Solved – DHARMa diagnostics show significant deviations in KS tests for a glmm with beta distribution

beta distributionglmmglmmtmbkolmogorov-smirnov testr

I'm trying to use glmmTMB to fit a beta-distributed generalized mixed effects model with nested random effects. DHARMa residual diagnostics show a KS test with significant deviation. Is this serious cause for concern? Does this signify I am using the wrong distribution and my models are invalid? Does anyone have suggestions for model improvement?

I am attempting to show the relationship between salmon abundance and its fertilization effect on forests by means of satellite NDVI (greeness) measurement. An example of two of my models are:

glmm1 <-  glmmTMB(grow_mean ~ combined_abundance_scaled + dist + slope + summer_mean_temp_scaled + summer_mean_precip_scaled + dist_head_scaled + sat + (1|block/plot.id),
                                  family=list (family="beta",link="logit"),
                                  data = fulldf)

glmm2 <-  glmmTMB(grow_mean ~ pulse_year + dist + slope + summer_mean_temp_scaled +
 summer_mean_precip_scaled + dist_head_scaled + sat + (1|block/plot.id),
                                family=list (family="beta",link="logit"),
                                data = fulldf)

Where:

grow_mean = satellite NDVI measurements, ranging from 0.5085 – 0.8948

combined_abundance_scaled = scaled yearly abundance of salmon

pulse_year = a yes/no categorical variable that denotes weather the year had 'extreme' abundance

Other variables are: distance from riverbank (CLOSE/FAR), slope (Erosional/depositional/unknown), scaled mean temperature, scaled mean precipitation, scaled distance from headwaters, satellite (LANDSAT 5/LANDSAT 7/LANDSAT 8), and the random effects are plot.id (169 plots where yearly satellite data was collected) and block (2 associated plots, close and far, in each block).

data example

When running the models I receive the warning messages:

Warning messages:

1: In glmmTMB(grow_mean ~ combined_abundance_scaled + dist + slope +  :
  some components missing from ‘family’: downstream methods may fail

2: In mkTMBStruc(formula, ziformula, dispformula, combForm, mf, fr,  :
  specifying ‘family’ as a plain list is deprecated

However, these same warning messages popped up in the glmmTMB vignette and didn't seem to be problematic, so I continued on.
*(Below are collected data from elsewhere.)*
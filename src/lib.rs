//! Adaptive context selection and optimization engine
//!
//! Selects, ranks, compresses, caches and adaptively tunes the subset of a
//! project's files handed to an AI coding assistant under a token budget.
//! The optimizer ranks eligible files per strategy and packs greedily; the
//! cache memoizes selections with fingerprint invalidation; the adaptive
//! manager learns per-task-type budgets and strategies from feedback.

pub mod adaptive;
pub mod cache;
pub mod compress;
pub mod config;
pub mod error;
pub mod feedback;
pub mod graph;
pub mod metrics;
pub mod optimizer;
pub mod project;
pub mod scoring;
pub mod tokens;

pub use adaptive::{AdaptedContext, AdaptiveContextManager, TaskProfile};
pub use cache::{CacheStats, SelectionCache};
pub use compress::{CompressedContext, CompressedFile, CompressionStrategy, ContextCompressor};
pub use config::EngineConfig;
pub use error::{ContextError, Result};
pub use feedback::{
    CompletionStatus, ContextFeedback, ExecutionData, FeedbackAnalysis, FeedbackCollector,
    FeedbackStore,
};
pub use graph::{DependencyGraph, GraphBuilder};
pub use optimizer::{
    ContextConstraints, ContextFile, ContextOptimizer, SelectedContext, SelectionStrategy, Task,
    TaskScope, TaskType,
};
pub use project::{FileInfo, FileType, ProjectContext};
pub use scoring::RelevanceScorer;
pub use tokens::{HeuristicEstimator, TiktokenEstimator, TokenEstimator};

use std::sync::Arc;
use std::time::Duration;
use tracing::info;

/// A fully wired engine: optimizer with cache and compressor, adaptive
/// manager, feedback collector, and the cache's background sweep.
pub struct Engine {
    pub optimizer: Arc<ContextOptimizer>,
    pub adaptive: Arc<AdaptiveContextManager>,
    pub feedback: FeedbackCollector,
    pub cache: Arc<SelectionCache>,
    sweeper: tokio::task::JoinHandle<()>,
}

impl Engine {
    /// Wire every component from one configuration with the heuristic token
    /// estimator. Must run inside a tokio runtime: the cache sweep task is
    /// spawned immediately.
    pub fn new(config: EngineConfig) -> Result<Self> {
        Self::with_estimator(config, Arc::new(HeuristicEstimator))
    }

    /// Wire with a custom token estimator (e.g. [`TiktokenEstimator`]).
    pub fn with_estimator(
        config: EngineConfig,
        estimator: Arc<dyn TokenEstimator>,
    ) -> Result<Self> {
        let cache = Arc::new(SelectionCache::new(
            config.cache.max_entries,
            Duration::from_secs(config.cache.ttl_secs),
        ));
        let sweeper = cache.spawn_cleanup(Duration::from_secs(config.cache.cleanup_interval_secs));

        let compressor = ContextCompressor::new(Arc::clone(&estimator), config.compression.clone());
        let mut optimizer =
            ContextOptimizer::new(config.scoring.clone()).with_compressor(compressor);
        if config.cache.enabled {
            optimizer = optimizer.with_cache(Arc::clone(&cache));
        }
        let optimizer = Arc::new(optimizer);

        let adaptive = Arc::new(AdaptiveContextManager::new(
            Arc::clone(&optimizer),
            config.adaptation.clone(),
        ));
        let store = FeedbackStore::new(config.feedback.storage_dir.clone())?;
        let feedback = FeedbackCollector::new(store, Arc::clone(&adaptive), config.feedback);

        info!("Context engine initialized");
        Ok(Self {
            optimizer,
            adaptive,
            feedback,
            cache,
            sweeper,
        })
    }
}

impl Drop for Engine {
    fn drop(&mut self) {
        self.sweeper.abort();
    }
}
simulationOutput <- simulateResiduals(fittedModel = glmm1, plot = T)

enter image description here

simulationOutput <- simulateResiduals(fittedModel = glmm3, plot = T)

glmm3 resid

How much of a problem is this? From my understanding strong deviatons in the Kolmogorov-Smirnov test show a poor goodness of fit. Is the problem likely with my beta-distribution, or do I need to transform my data in some way? I know there a couple outliers in the data (below) but there are a lot of data points (5915 NDVI observations), and quite mean centered.

Apologies if this question is over or under-explained, I'm fairly new to R coding and statistics. Thank you so much for any advice you could offer.

More DHARMa diagnostics for glmm1 and a cullen and frey for the NDVI data:

enter image description here

enter image description here

enter image description here

Best Answer

The warning should go away if you use family=beta_family().

As for the significant KS test, perhaps the large amount of observations you have makes it very sensitive to the slightest deviation from uniformity?

(Also, specifying quantreg=T in the simulateResiduals() will (eventually) give you a more readable residual vs predicted plot.)